FIG. 2 shows a modification of the movable yoke in the first embodiment, FIG. Furthermore, another modification is shown, and FIG. 3 (a) is a side view;
4 is a perspective view showing another example of a combination of a fixed yoke and a movable yoke. FIG. FIG. 5 shows a second embodiment of the present invention, in which (A) is a side view of the main part of the key drive device, (opening) is a perspective view of the main part, and (C) is an enlarged view of the main part. It is an explanatory diagram. FIG. 6 shows a third embodiment of the present invention, in which FIG. 6(a) is a perspective view of the main part of the key drive device, and FIG. 6(b) is a detailed perspective view of the coil. FIG. 7 is an explanatory diagram illustrating the operational characteristics of the key of the key drive device according to the present invention.

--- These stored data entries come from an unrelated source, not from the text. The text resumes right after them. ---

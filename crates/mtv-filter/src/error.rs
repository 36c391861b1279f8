//! Filtered tree error types.

use mtv_query::QueryError;
use thiserror::Error;

#[derive(Debug, Clone, PartialEq, Eq, Error)]
pub enum FilterError {
    /// A filter path identifier whose class matches none of the known base
    /// classes. The filter path does not belong to this hierarchy.
    #[error("Cannot resolve filter path segment {id} of class '{class_name}'")]
    UnresolvableSegment { class_name: String, id: String },

    #[error(transparent)]
    Query(#[from] QueryError),
}

/// Result type alias for filtered tree operations.
pub type Result<T> = std::result::Result<T, FilterError>;
impl VisibilityAggregator {
    pub fn new(
        viewport: Arc<dyn Viewport>,
        ids: Arc<CachingQueryProvider>,
        drawn: Arc<AlwaysAndNeverDrawnElementCache>,
        disable_in_non_spatial_views: bool,
    ) -> Self {
        Self {
            viewport,
            ids,
            drawn,
            disable_in_non_spatial_views,
        }
    }

    /// Status of a hierarchy node, by kind.
    pub async fn node_status(&self, node: &HierarchyNode) -> Result<VisibilityStatus> {
        let ids: BTreeSet<Id> = node.ids().into_iter().collect();
        if ids.is_empty() {
            return Ok(VisibilityStatus::hidden());
        }
        tracing::trace!(kind = %node.kind, ids = ids.len(), "computing node status");
        match node.kind {
            EntityKind::Subject => self.subject_status(&ids).await,
            EntityKind::Model => self.model_status(&ids).await,
            EntityKind::Category => {
                let models = node.model_id.clone().map(|model_id| BTreeSet::from([model_id]));
                self.category_status(&ids, models.as_ref()).await
            }
            EntityKind::SubCategory => {
                let category_id = node
                    .category_id
                    .as_ref()
                    .ok_or_else(|| VisibilityError::missing(node.kind, "category id"))?;
                self.sub_category_status(category_id, &ids).await
            }
            EntityKind::Element => {
                let (model_id, category_id) = element_context(node)?;
                self.element_status(model_id, category_id, &ids, true).await
            }
            EntityKind::DefinitionContainer => self.definition_container_status(&ids).await,
            EntityKind::Classification | EntityKind::ClassificationTable => {
                self.classification_status(&ids).await
            }
        }
    }

    /// Subjects are shown when the models beneath them are.
    pub async fn subject_status(&self, subject_ids: &BTreeSet<Id>) -> Result<VisibilityStatus> {
        if self.is_disabled_view() {
            return Ok(VisibilityStatus::fallback());
        }
        Ok(self.subject_state(subject_ids).await?.into())
    }

    pub async fn model_status(&self, model_ids: &BTreeSet<Id>) -> Result<VisibilityStatus> {
        if self.is_disabled_view() {
            return Ok(VisibilityStatus::fallback());
        }
        let mut merger = StatusMerger::new();
        for model_id in model_ids {
            if merger.push(self.model_state(model_id).await?).is_partial() {
                break;
            }
        }
        Ok(merger.state_or(VisibilityState::Hidden).into())
    }

    /// Categories across the given models, or across every model containing
    /// them when `model_ids` is `None`.
    pub async fn category_status(
        &self,
        category_ids: &BTreeSet<Id>,
        model_ids: Option<&BTreeSet<Id>>,
    ) -> Result<VisibilityStatus> {
        Ok(self
            .category_state(category_ids, model_ids)
            .await?
            .unwrap_or(VisibilityState::Hidden)
            .into())
    }

    pub async fn sub_category_status(
        &self,
        category_id: &Id,
        sub_category_ids: &BTreeSet<Id>,
    ) -> Result<VisibilityStatus> {
        let models = self.ids.category_models(category_id).await?;
        let category_viewed = self.viewport.views_category(category_id);
        let mut merger = StatusMerger::new();
        for sub_category_id in sub_category_ids {
            let sub_category_viewed = self.viewport.views_sub_category(sub_category_id);
            if models.is_empty() {
                merger.push(VisibilityState::from_displayed(
                    category_viewed && sub_category_viewed,
                ));
            }
            for model_id in &models {
                let displayed = self.viewport.views_model(model_id)
                    && match self.viewport.per_model_category_override(model_id, category_id) {
                        CategoryOverride::Show => sub_category_viewed,
                        CategoryOverride::Hide => false,
                        CategoryOverride::None => category_viewed && sub_category_viewed,
                    };
                if merger.push(VisibilityState::from_displayed(displayed)).is_partial() {
                    return Ok(VisibilityStatus::partial());
                }
            }
            if merger.is_partial() {
                break;
            }
        }
        Ok(merger.state_or(VisibilityState::Hidden).into())
    }

    /// Elements of one model and category, child elements included when
    /// `with_children` is set.
    pub async fn element_status(
        &self,
        model_id: &Id,
        category_id: &Id,
        element_ids: &BTreeSet<Id>,
        with_children: bool,
    ) -> Result<VisibilityStatus> {
        if !self.viewport.views_model(model_id) {
            return Ok(VisibilityStatus::hidden());
        }
        let drawn = self.drawn_sets(model_id).await?;
        let displays = self.category_displays_elements(model_id, category_id).await?;

        let mut merger = StatusMerger::new();
        for element_id in element_ids {
            if merger
                .push(element_state(true, &drawn, element_id, displays))
                .is_partial()
            {
                return Ok(VisibilityStatus::partial());
            }
        }

        if with_children {
            let children = self.ids.element_descendants(element_ids).await?;
            let mut category_displays: BTreeMap<Id, bool> = BTreeMap::new();
            category_displays.insert(category_id.clone(), displays);
            for child in children.iter() {
                let displays = match category_displays.get(&child.category_id) {
                    Some(displays) => *displays,
                    None => {
                        let displays = self
                            .category_displays_elements(model_id, &child.category_id)
                            .await?;
                        category_displays.insert(child.category_id.clone(), displays);
                        displays
                    }
                };
                if merger
                    .push(element_state(true, &drawn, &child.id, displays))
                    .is_partial()
                {
                    break;
                }
            }
        }
        Ok(merger.state_or(VisibilityState::Hidden).into())
    }

    pub async fn definition_container_status(
        &self,
        container_ids: &BTreeSet<Id>,
    ) -> Result<VisibilityStatus> {
        let categories = self.ids.definition_container_categories(container_ids).await?;
        self.category_status(&categories, None).await
    }

    /// Classification tables or classifications, through their related
    /// categories.
    pub async fn classification_status(&self, ids: &BTreeSet<Id>) -> Result<VisibilityStatus> {
        let categories = self.ids.classification_categories_of(ids).await?;
        self.category_status(&categories, None).await
    }

    /// Merged status of everything a filtered node stands for.
    pub async fn filter_targets_status(&self, targets: &FilterTargets) -> Result<VisibilityStatus> {
        let mut merger = StatusMerger::new();
        macro_rules! push {
            ($state:expr) => {
                if let Some(state) = $state {
                    if merger.push(state).is_partial() {
                        return Ok(VisibilityStatus::partial());
                    }
                }
            };
        }

        if !targets.subject_ids.is_empty() {
            push!(Some(self.subject_status(&targets.subject_ids).await?.state));
        }
        if !targets.model_ids.is_empty() {
            push!(Some(self.model_status(&targets.model_ids).await?.state));
        }
        if !targets.categories.is_empty() {
            push!(self.category_state(&targets.categories, None).await?);
        }
        for (model_id, category_ids) in &targets.model_categories {
            let models = BTreeSet::from([model_id.clone()]);
            push!(self.category_state(category_ids, Some(&models)).await?);
        }
        for (category_id, sub_category_ids) in &targets.sub_categories {
            push!(Some(
                self.sub_category_status(category_id, sub_category_ids)
                    .await?
                    .state
            ));
        }
        if !targets.definition_containers.is_empty() {
            let categories = self
                .ids
                .definition_container_categories(&targets.definition_containers)
                .await?;
            push!(self.category_state(&categories, None).await?);
        }
        let classification_ids: BTreeSet<Id> = targets
            .classification_tables
            .union(&targets.classifications)
            .cloned()
            .collect();
        if !classification_ids.is_empty() {
            let categories = self.ids.classification_categories_of(&classification_ids).await?;
            push!(self.category_state(&categories, None).await?);
        }
        for (model_id, categories) in &targets.elements {
            for (category_id, element_ids) in categories {
                push!(Some(
                    self.element_status(model_id, category_id, element_ids, true)
                        .await?
                        .state
                ));
            }
        }
        Ok(merger.state_or(VisibilityState::Hidden).into())
    }

    // ========== Building blocks ==========

    fn is_disabled_view(&self) -> bool {
        self.disable_in_non_spatial_views && !self.viewport.is_spatial_view()
    }

    pub(crate) async fn drawn_sets(&self, model_id: &Id) -> Result<DrawnSets> {
        Ok(DrawnSets {
            always: self
                .drawn
                .get_elements(SetType::Always, Some(model_id), None)
                .await?,
            never: self
                .drawn
                .get_elements(SetType::Never, Some(model_id), None)
                .await?,
        })
    }

    /// Whether the category shows its elements in a displayed model, before
    /// always/never-drawn overrides.
    pub(crate) async fn category_displays_elements(
        &self,
        model_id: &Id,
        category_id: &Id,
    ) -> Result<bool> {
        match self.viewport.per_model_category_override(model_id, category_id) {
            CategoryOverride::Show => Ok(true),
            CategoryOverride::Hide => Ok(false),
            CategoryOverride::None => {
                if !self.viewport.views_category(category_id) {
                    return Ok(false);
                }
                Ok(match self.ids.default_sub_category(category_id).await? {
                    Some(sub_category_id) => self.viewport.views_sub_category(&sub_category_id),
                    None => true,
                })
            }
        }
    }

    /// Category display state merged over its sub-categories, ignoring
    /// models and overrides.
    async fn category_display_state(&self, category_id: &Id) -> Result<VisibilityState> {
        if !self.viewport.views_category(category_id) {
            return Ok(VisibilityState::Hidden);
        }
        let sub_categories = self.ids.sub_categories(category_id).await?;
        Ok(
            VisibilityState::merge_all(sub_categories.iter().map(|sub_category| {
                VisibilityState::from_displayed(self.viewport.views_sub_category(&sub_category.id))
            }))
            .unwrap_or(VisibilityState::Visible),
        )
    }

    pub(crate) async fn category_in_model_state(
        &self,
        model_id: &Id,
        category_id: &Id,
    ) -> Result<VisibilityState> {
        if !self.viewport.views_model(model_id) {
            return Ok(VisibilityState::Hidden);
        }
        let state = match self.viewport.per_model_category_override(model_id, category_id) {
            CategoryOverride::Show => VisibilityState::Visible,
            CategoryOverride::Hide => VisibilityState::Hidden,
            CategoryOverride::None => self.category_display_state(category_id).await?,
        };
        let opposing = match state {
            VisibilityState::Visible => SetType::Never,
            VisibilityState::Hidden => SetType::Always,
            VisibilityState::Partial => return Ok(state),
        };
        let categories = BTreeSet::from([category_id.clone()]);
        let overridden = self
            .drawn
            .get_elements(opposing, Some(model_id), Some(&categories))
            .await?;
        Ok(if overridden.is_empty() {
            state
        } else {
            VisibilityState::Partial
        })
    }

    async fn category_state(
        &self,
        category_ids: &BTreeSet<Id>,
        model_ids: Option<&BTreeSet<Id>>,
    ) -> Result<Option<VisibilityState>> {
        let mut merger = StatusMerger::new();
        for category_id in category_ids {
            let models = match model_ids {
                Some(model_ids) => model_ids.clone(),
                None => self.ids.category_models(category_id).await?,
            };
            if models.is_empty() {
                merger.push(self.category_display_state(category_id).await?);
            }
            for model_id in &models {
                if merger
                    .push(self.category_in_model_state(model_id, category_id).await?)
                    .is_partial()
                {
                    return Ok(merger.state());
                }
            }
            if merger.is_partial() {
                break;
            }
        }
        Ok(merger.state())
    }

    async fn model_state(&self, model_id: &Id) -> Result<VisibilityState> {
        if !self.viewport.views_model(model_id) {
            return Ok(VisibilityState::Hidden);
        }
        let categories = self.ids.model_categories(model_id).await?;
        let mut merger = StatusMerger::new();
        for category_id in categories.iter() {
            if merger
                .push(self.category_in_model_state(model_id, category_id).await?)
                .is_partial()
            {
                break;
            }
        }
        Ok(merger.state_or(VisibilityState::Visible))
    }

    async fn subject_state(&self, subject_ids: &BTreeSet<Id>) -> Result<VisibilityState> {
        let models = self.ids.subject_models(subject_ids).await?;
        let mut merger = StatusMerger::new();
        for model_id in &models {
            if merger.push(self.model_state(model_id).await?).is_partial() {
                break;
            }
        }
        Ok(merger.state_or(VisibilityState::Hidden))
    }
}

FIG. 8 is a side sectional view of a conventional key drive device for an automatic keyboard instrument. 1.2... Coil A, 2A... Fixed yoke... Movable yoke 3... White key 4... Black key 0...・・・・・・Reed middle 2・・・・・・Reed front 4・・・Shelf board

Claims (1)

[Scope of Claims] 1) Disposed between the middle of the reed and the front of the reed on the upper surface of the shelf of an automatic keyboard instrument, in a direction substantially perpendicular to the swinging direction of the keys provided above the shelf. , a pair of coils each generating a magnetic field according to the direction of the energized current, a pair of fixed yokes fixed to the coils, and both parts fixed to the key and facing the pair of fixed yokes individually. The shape is such that at least one of the facing area equivalent amount or the facing interval changes in opposite directions,
A key drive device for an automatic keyboard instrument, comprising: a movable yoke suspended in a magnetic field generated by the pair of coils and the fixed yoke. 2) The key drive device for an automatic keyboard instrument according to claim 1, wherein the pair of coils are arranged adjacent to each other. 3) The key drive device for an automatic keyboard instrument according to claim 2, wherein the pair of coils are arranged opposite to each other along the longitudinal direction of the key with the movable yoke in between.